We stepped out of the hospice facility at every bit of 11:30 PM on that Thursday night.
As we gazed at the lights shining from the nearest towering hotel, my sister and I noted that the breeze felt like a memory with which we were well acquainted; reminiscent of nights from family beach trips in what could only be described as another lifetime, some thirteen odd years ago.
That's where some of our fondest memories of her would always rest--quietly sitting next to the pool wearing a smile and watching her nieces and nephews in waterplay shenanigans, reclined in a chair on the sand, relaxing, reading, drinking white wine of the chilled variety.
As we parted ways that night, we didn't think we would encounter Aunt Dana again...not this side of heaven, anyway. But her nurse let me know early the next morning she had made it through the night. Blair and I headed back to the parking lot we'd left less than twelve hours prior.

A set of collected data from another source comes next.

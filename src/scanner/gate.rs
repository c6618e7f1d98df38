//! Admission gate bounding the number of in-flight probes.
//!
//! A counting semaphore with instrumentation: it tracks how many permits are
//! currently held and the highest count ever observed, so the concurrency
//! bound can be checked after a scan.

use crate::error::{ScanError, ScanResult};
use std::sync::atomic::{AtomicUsize, Ordering};
use std::sync::Arc;
use tokio::sync::{OwnedSemaphorePermit, Semaphore};

#[derive(Debug, Default)]
struct Occupancy {
    in_flight: AtomicUsize,
    peak: AtomicUsize,
}

/// Capacity-limited gate. Acquire before spawning, release on completion.
#[derive(Debug, Clone)]
pub struct AdmissionGate {
    semaphore: Arc<Semaphore>,
    occupancy: Arc<Occupancy>,
    capacity: usize,
}

/// A held slot. Dropping it frees the slot.
#[derive(Debug)]
pub struct GatePermit {
    _permit: OwnedSemaphorePermit,
    occupancy: Arc<Occupancy>,
}

impl Drop for GatePermit {
    fn drop(&mut self) {
        // Runs before the semaphore permit field is released, so the
        // in-flight count never exceeds the permits actually held.
        self.occupancy.in_flight.fetch_sub(1, Ordering::SeqCst);
    }
}

impl AdmissionGate {
    /// Create a gate with `capacity` slots.
    ///
    /// `capacity` must be between 1 and `Semaphore::MAX_PERMITS`, which
    /// `ScanConfig::validate` guarantees.
    pub fn new(capacity: usize) -> Self {
        Self {
            semaphore: Arc::new(Semaphore::new(capacity)),
            occupancy: Arc::new(Occupancy::default()),
            capacity,
        }
    }

    /// Wait for a free slot.
    pub async fn admit(&self) -> ScanResult<GatePermit> {
        let permit = Arc::clone(&self.semaphore)
            .acquire_owned()
            .await
            .map_err(|e| ScanError::TaskFailed(e.to_string()))?;

        let now = self.occupancy.in_flight.fetch_add(1, Ordering::SeqCst) + 1;
        self.occupancy.peak.fetch_max(now, Ordering::SeqCst);

        Ok(GatePermit {
            _permit: permit,
            occupancy: Arc::clone(&self.occupancy),
        })
    }

    pub fn capacity(&self) -> usize {
        self.capacity
    }

    /// Slots currently held.
    pub fn in_flight(&self) -> usize {
        self.occupancy.in_flight.load(Ordering::SeqCst)
    }

    /// Highest number of slots ever held at once.
    pub fn peak(&self) -> usize {
        self.occupancy.peak.load(Ordering::SeqCst)
    }
}

#[cfg(test)]
mod tests {
    use super::*;
    use std::time::Duration;

    #[tokio::test]
    async fn test_admit_and_release() {
        let gate = AdmissionGate::new(2);
        let first = gate.admit().await.unwrap();
        let second = gate.admit().await.unwrap();
        assert_eq!(gate.in_flight(), 2);

        drop(first);
        assert_eq!(gate.in_flight(), 1);
        drop(second);
        assert_eq!(gate.in_flight(), 0);
        assert_eq!(gate.peak(), 2);
    }

    #[tokio::test]
    async fn test_full_gate_blocks() {
        let gate = AdmissionGate::new(1);
        let held = gate.admit().await.unwrap();

        let blocked = tokio::time::timeout(Duration::from_millis(50), gate.admit()).await;
        assert!(blocked.is_err());

        drop(held);
        let admitted = tokio::time::timeout(Duration::from_millis(50), gate.admit()).await;
        assert!(admitted.is_ok());
    }

    #[tokio::test]
    async fn test_peak_never_exceeds_capacity() {
        let gate = AdmissionGate::new(3);
        let mut tasks = tokio::task::JoinSet::new();
        for _ in 0..20 {
            let permit = gate.admit().await.unwrap();
            tasks.spawn(async move {
                tokio::time::sleep(Duration::from_millis(5)).await;
                drop(permit);
            });
        }
        while tasks.join_next().await.is_some() {}

        assert_eq!(gate.peak(), 3);
        assert_eq!(gate.in_flight(), 0);
        assert_eq!(gate.capacity(), 3);
    }
}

We talked to her peacefully resting frame, fielded questions from nurses and family members, and stood as vessels of telephone farewells from those who knew and loved her most.
As early afternoon began making its way toward evening, and after verifying that she was resting comfortably, we stepped away to grab a bite. We ate; we laughed. I dogged Blair for spilling ketchup on her shirt. We finished up and made the trek back assuming we were in for hours of more sitting and waiting.
Aunt Dana always did her own thing, so I guess I shouldn't have been as surprised as I was when I barely stepped into the room and could tell she was no longer there. Her body was, of course, but not her spirit. The room was not filled the same way it was when we left. Even the air was different. That's how remarkable she was. We called everyone who needed called, stuck around for logistical purposes, and then eventually parted ways again as the day drew to a close. I will never know why she left when she did that day--during the 15 minutes we were away from her--but I suspect it had everything to do with not wanting us to witness it, her exit from this life and entry into the next. After all, she never did want to upset or inconvenience anyone.
Flash forward 3 months, and I find myself on the other side of a non-goodbye--this time to one of my dearly beloved parishioners. Interestingly enough, Ms May reminded me a lot of my maternal grandmother, Dana's mom. Because of this similarity, I had a soft spot in my heart for her from the moment we met. She'd been wrought with a myriad of health issues in the past year or so. Her body just couldn't take any more. When they felt confident she had begun the process of transitioning, I called the hospital to see if I'd be allowed inside to see her. "I'm sorry, we're not allowing in visitors," the person on the other end of the phone replied. I hung up feeling stuck, grieved before she'd ever left for her eternal home. I could not do the one thing I was supposed to: be with her. After all the times she'd been there for me--to welcome me into her home, to tell me her stories, to send me a card in the mail, to give a thoughtful gift to my son, to make me laugh, to let me know time and time again how loved I was by her. I can only hope she knew that truth in my heart for her as well. Less than twenty four hours later, I received the call letting me know she was gone.
I don't typically struggle with death--at least not in an all-consuming way. I hold a firm hope in that the end of our earthly life is not the end of our life in its entirety. I have hope that God restores us in full and that we will see each other again. But not being able to say goodbye puts just a bit of that sting back into death, which God's triumph over the grave in Jesus Christ removed.
I guess I share all this to say that--especially in light of this season wrought with illness and grief, of meanness and spite--I hope we will treasure and care for the lives of the living among us. Both of our loved ones and of strangers alike. Will we take the time to show them all our appreciation? Will we make the effort to be kind? Will we do whatever we possibly can to show our love to everyone and hopefully in doing so show, too, the love of the One who made us all?
That Love that permeates and endures and perseveres over all suffering, both now and eventually...
With God's help, I sure hope and pray it will be so. Love all y'all.